The barrier is rarely the medicine. It is getting to it. CDC data on insured adults found that even among people with diagnosed hepatitis C, only 23 percent on Medicaid, 28 percent on Medicare, and 35 percent with private insurance had started treatment within a year of diagnosis. Coverage rules that once demanded advanced liver scarring before approving the drugs have eased in most states, but prior-authorization paperwork, finding a clinician who treats hepatitis C, and stigma still cost lives. If a clinician tells you that you need to be sicker before you qualify, that is outdated. Today's guidelines recommend treatment for nearly everyone with the virus.
How to get care
Ask for a one-time hepatitis C antibody test at your next appointment, and ask that the RNA test be run automatically if the antibody is reactive. Primary care clinicians can order it, and many can prescribe the cure themselves; others refer to a hepatologist or infectious-disease specialist. If you do not have a regular doctor, or want one who understands the communities we serve, use our directory to find a Black primary care clinician or hepatologist. While you are thinking about screening, a one-time test is also worth pairing with the other catch-it-early checks adults skip; see our guide to colon cancer screening for Black adults.

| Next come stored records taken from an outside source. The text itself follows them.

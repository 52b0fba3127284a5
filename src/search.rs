//! `mindforge search`: raw retrieval against a unit's index.

use anyhow::Result;
use mindforge_core::index::SearchHit;

use crate::config::Config;
use crate::session::{Services, Session};
use crate::units::UnitStore;

const EXCERPT_CHARS: usize = 160;

pub fn print_hits(hits: &[SearchHit<'_>]) {
    if hits.is_empty() {
        println!("No results.");
        return;
    }
    for (i, hit) in hits.iter().enumerate() {
        let excerpt: String = hit
            .chunk
            .text
            .replace('\n', " ")
            .trim()
            .chars()
            .take(EXCERPT_CHARS)
            .collect();
        println!(
            "{}. [{:.3}] chunk {} @ {}",
            i + 1,
            hit.score,
            hit.chunk.index,
            hit.chunk.offset
        );
        println!("    excerpt: \"{}\"", excerpt);
        println!();
    }
}

pub async fn run_search(
    config: &Config,
    unit: &str,
    query: &str,
    limit: Option<usize>,
) -> Result<()> {
    let services = Services::from_config(config)?;
    let store = UnitStore::open(&config.data.dir)?;
    let session = Session::open(&store, unit)?;
    let hits = session
        .retrieve(query, limit.unwrap_or(services.top_k), &services)
        .await?;
    print_hits(&hits);
    Ok(())
}
//! Power-up effects and their timers
//!
//! Timed effects store an absolute expiry on the world clock; each tick
//! deactivates anything whose expiry has passed and restores what it
//! changed.

use glam::Vec2;
use serde::{Deserialize, Serialize};

use super::state::{Ball, GameEvent, PowerUp, PowerUpKind};

pub const SLOW_MOTION_MS: f64 = 5000.0;
pub const SPEED_BOOST_MS: f64 = 4000.0;
pub const MAGNET_MS: f64 = 8000.0;
pub const SCORE_MULTIPLIER_MS: f64 = 8000.0;
pub const GRAVITY_FLIP_MS: f64 = 5000.0;
/// Banked rescue time granted by an extra-time pickup
pub const EXTRA_TIME_MS: f64 = 5000.0;
pub const SCORE_BONUS_POINTS: f64 = 50.0;

pub const SLOW_MOTION_FACTOR: f32 = 0.5;
pub const SPEED_BOOST_FACTOR: f32 = 2.0;
pub const SCORE_MULTIPLIER_FACTOR: f64 = 2.0;

pub const MAGNET_RADIUS: f32 = 200.0;
/// Pull speed in px per frame
pub const MAGNET_PULL_SPEED: f32 = 8.0;

/// Active power-up effects
#[derive(Debug, Clone, Default, PartialEq, Serialize, Deserialize)]
pub struct ActiveEffects {
    /// Stackable shield charges
    pub shields: u32,
    /// Banked rescue time in milliseconds
    pub extra_time_ms: f64,
    pub slow_motion_until: Option<f64>,
    pub speed_boost_until: Option<f64>,
    pub magnet_until: Option<f64>,
    pub score_multiplier_until: Option<f64>,
    pub gravity_flip_until: Option<f64>,
    /// Hit immunity after a rescue
    pub invulnerable_until: Option<f64>,
}

fn active(until: Option<f64>, now_ms: f64) -> bool {
    until.is_some_and(|t| now_ms < t)
}

impl ActiveEffects {
    pub fn slow_motion(&self, now_ms: f64) -> bool {
        active(self.slow_motion_until, now_ms)
    }

    pub fn speed_boost(&self, now_ms: f64) -> bool {
        active(self.speed_boost_until, now_ms)
    }

    pub fn magnet(&self, now_ms: f64) -> bool {
        active(self.magnet_until, now_ms)
    }

    pub fn gravity_flipped(&self, now_ms: f64) -> bool {
        active(self.gravity_flip_until, now_ms)
    }

    pub fn invulnerable(&self, now_ms: f64) -> bool {
        active(self.invulnerable_until, now_ms)
    }

    /// Product of the power-up speed modifiers
    pub fn speed_factor(&self, now_ms: f64) -> f32 {
        let mut factor = 1.0;
        if self.slow_motion(now_ms) {
            factor *= SLOW_MOTION_FACTOR;
        }
        if self.speed_boost(now_ms) {
            factor *= SPEED_BOOST_FACTOR;
        }
        factor
    }

    pub fn score_multiplier(&self, now_ms: f64) -> f64 {
        if active(self.score_multiplier_until, now_ms) {
            SCORE_MULTIPLIER_FACTOR
        } else {
            1.0
        }
    }

    /// Apply a collected power-up; returns the immediate score bonus (if any)
    pub fn apply(&mut self, kind: PowerUpKind, ball: &mut Ball, now_ms: f64) -> Option<f64> {
        match kind {
            PowerUpKind::ScoreBonus => return Some(SCORE_BONUS_POINTS),
            PowerUpKind::ExtraTime => self.extra_time_ms += EXTRA_TIME_MS,
            PowerUpKind::SlowMotion => self.slow_motion_until = Some(now_ms + SLOW_MOTION_MS),
            PowerUpKind::SpeedBoost => self.speed_boost_until = Some(now_ms + SPEED_BOOST_MS),
            PowerUpKind::Shield => self.shields += 1,
            PowerUpKind::Magnet => self.magnet_until = Some(now_ms + MAGNET_MS),
            PowerUpKind::ScoreMultiplier => {
                self.score_multiplier_until = Some(now_ms + SCORE_MULTIPLIER_MS)
            }
            PowerUpKind::GravityFlip => {
                if !self.gravity_flipped(now_ms) {
                    ball.gravity_scale = -ball.gravity_scale.abs();
                }
                self.gravity_flip_until = Some(now_ms + GRAVITY_FLIP_MS);
            }
        }
        None
    }

    /// Deactivate expired effects, restoring state they changed
    pub fn expire(&mut self, ball: &mut Ball, now_ms: f64, events: &mut Vec<GameEvent>) {
        let timers: [(&mut Option<f64>, PowerUpKind); 5] = [
            (&mut self.slow_motion_until, PowerUpKind::SlowMotion),
            (&mut self.speed_boost_until, PowerUpKind::SpeedBoost),
            (&mut self.magnet_until, PowerUpKind::Magnet),
            (&mut self.score_multiplier_until, PowerUpKind::ScoreMultiplier),
            (&mut self.gravity_flip_until, PowerUpKind::GravityFlip),
        ];
        for (until, kind) in timers {
            if until.is_some_and(|t| now_ms >= t) {
                *until = None;
                if kind == PowerUpKind::GravityFlip {
                    ball.gravity_scale = ball.gravity_scale.abs();
                }
                events.push(GameEvent::EffectExpired(kind));
            }
        }
        if self.invulnerable_until.is_some_and(|t| now_ms >= t) {
            self.invulnerable_until = None;
        }
    }
}

/// Scroll free power-ups left, or pull them toward the ball under a magnet
pub fn move_power_ups(
    power_ups: &mut [PowerUp],
    ball: &Ball,
    scroll_dx: f32,
    magnet: bool,
    dt: f32,
) {
    for power_up in power_ups.iter_mut().filter(|p| !p.collected) {
        let to_ball = ball.pos - power_up.pos;
        if magnet && to_ball.length() < MAGNET_RADIUS {
            let step = to_ball.normalize_or_zero() * MAGNET_PULL_SPEED * dt;
            power_up.pos += if step.length() > to_ball.length() {
                to_ball
            } else {
                step
            };
        } else {
            power_up.pos.x += scroll_dx;
        }
        power_up.animate(dt);
    }
}

/// Whether an embedded power-up is close enough to be pulled out of its gap
pub fn in_magnet_range(power_up: &PowerUp, ball_pos: Vec2) -> bool {
    power_up.pos.distance(ball_pos) < MAGNET_RADIUS
}

/// Mark power-ups that left the screen as collected so they get dropped
pub fn discard_offscreen(power_ups: &mut [PowerUp]) {
    for power_up in power_ups.iter_mut() {
        if power_up.pos.x + power_up.size < 0.0 {
            power_up.collected = true;
        }
    }
}

#[cfg(test)]
mod tests {
    use super::*;

    fn ball() -> Ball {
        Ball::new(Vec2::new(100.0, 300.0), 15.0)
    }

    #[test]
    fn test_gravity_flip_restores() {
        let mut effects = ActiveEffects::default();
        let mut ball = ball();
        let mut events = Vec::new();
        effects.apply(PowerUpKind::GravityFlip, &mut ball, 0.0);
        assert_eq!(ball.gravity_scale, -1.0);

        // Re-collecting while flipped extends without flipping back
        effects.apply(PowerUpKind::GravityFlip, &mut ball, 1000.0);
        assert_eq!(ball.gravity_scale, -1.0);

        effects.expire(&mut ball, 1000.0 + GRAVITY_FLIP_MS - 1.0, &mut events);
        assert_eq!(ball.gravity_scale, -1.0);
        effects.expire(&mut ball, 1000.0 + GRAVITY_FLIP_MS, &mut events);
        assert_eq!(ball.gravity_scale, 1.0);
        assert_eq!(events, vec![GameEvent::EffectExpired(PowerUpKind::GravityFlip)]);
    }

    #[test]
    fn test_speed_factor_stacks() {
        let mut effects = ActiveEffects::default();
        let mut ball = ball();
        assert_eq!(effects.speed_factor(0.0), 1.0);
        effects.apply(PowerUpKind::SlowMotion, &mut ball, 0.0);
        assert_eq!(effects.speed_factor(10.0), 0.5);
        effects.apply(PowerUpKind::SpeedBoost, &mut ball, 0.0);
        assert_eq!(effects.speed_factor(10.0), 1.0);
        assert_eq!(effects.speed_factor(SLOW_MOTION_MS + 1.0), 1.0);
        assert_eq!(effects.speed_factor(SPEED_BOOST_MS - 1.0), 1.0);
    }

    #[test]
    fn test_stackable_shield_and_bank() {
        let mut effects = ActiveEffects::default();
        let mut ball = ball();
        effects.apply(PowerUpKind::Shield, &mut ball, 0.0);
        effects.apply(PowerUpKind::Shield, &mut ball, 0.0);
        effects.apply(PowerUpKind::ExtraTime, &mut ball, 0.0);
        assert_eq!(effects.shields, 2);
        assert_eq!(effects.extra_time_ms, EXTRA_TIME_MS);
        assert_eq!(
            effects.apply(PowerUpKind::ScoreBonus, &mut ball, 0.0),
            Some(SCORE_BONUS_POINTS)
        );
    }

    #[test]
    fn test_magnet_pulls_instead_of_scrolling() {
        let ball = ball();
        let mut power_ups = vec![
            PowerUp::new(1, PowerUpKind::Shield, Vec2::new(200.0, 300.0)),
            PowerUp::new(2, PowerUpKind::Shield, Vec2::new(700.0, 300.0)),
        ];
        move_power_ups(&mut power_ups, &ball, -3.0, true, 1.0);
        // Near one pulled toward the ball
        assert_eq!(power_ups[0].pos, Vec2::new(192.0, 300.0));
        // Far one scrolls normally
        assert_eq!(power_ups[1].pos, Vec2::new(697.0, 300.0));
    }

    #[test]
    fn test_offscreen_discarded() {
        let mut power_ups = vec![PowerUp::new(1, PowerUpKind::Magnet, Vec2::new(-30.0, 100.0))];
        discard_offscreen(&mut power_ups);
        assert!(power_ups[0].collected);
    }
}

Frequently asked questions
Should I get tested for hepatitis C if I feel fine? ▼
Yes. The CDC recommends every adult 18 and older get tested at least once, regardless of symptoms or risk factors. Most people with hepatitis C feel fine for years, and about 45 percent of those infected cannot point to any specific risk factor. Feeling well does not mean you are not carrying the virus.
Is hepatitis C actually curable? ▼
Yes. Direct-acting antiviral pills cure more than 95 percent of people in 8 to 12 weeks, usually one pill a day with few side effects. After a successful course the virus becomes undetectable and stays that way. A cure also lowers the risk of liver cancer and prevents you from passing the virus to others.
Why are Black adults more affected by hepatitis C? ▼
Infection has historically been about twice as common among Black Americans, and the hepatitis C death rate among Black adults is 1.7 times the white rate in CDC data. Black patients are also less likely to receive the antiviral cure despite no clinical reason for the gap. The drivers are access, insurance hurdles, fewer trusted local providers, and stigma, not biology.
How do I get tested for hepatitis C? ▼
It is a single blood draw. The first test checks for antibodies, which show past exposure. If that is reactive, the lab runs an HCV RNA test on the same sample to confirm a current, active infection. Ask your clinician to order both at once so you get the answer in one visit.
Do I have to have advanced liver disease to qualify for treatment? ▼
No. Older insurance rules once required significant liver scarring before approving the drugs, but current guidelines recommend treatment for nearly everyone with hepatitis C, regardless of how much liver damage is present. If a clinician or insurer tells you to wait until you are sicker, ask for a referral to someone who follows current hepatitis C guidelines.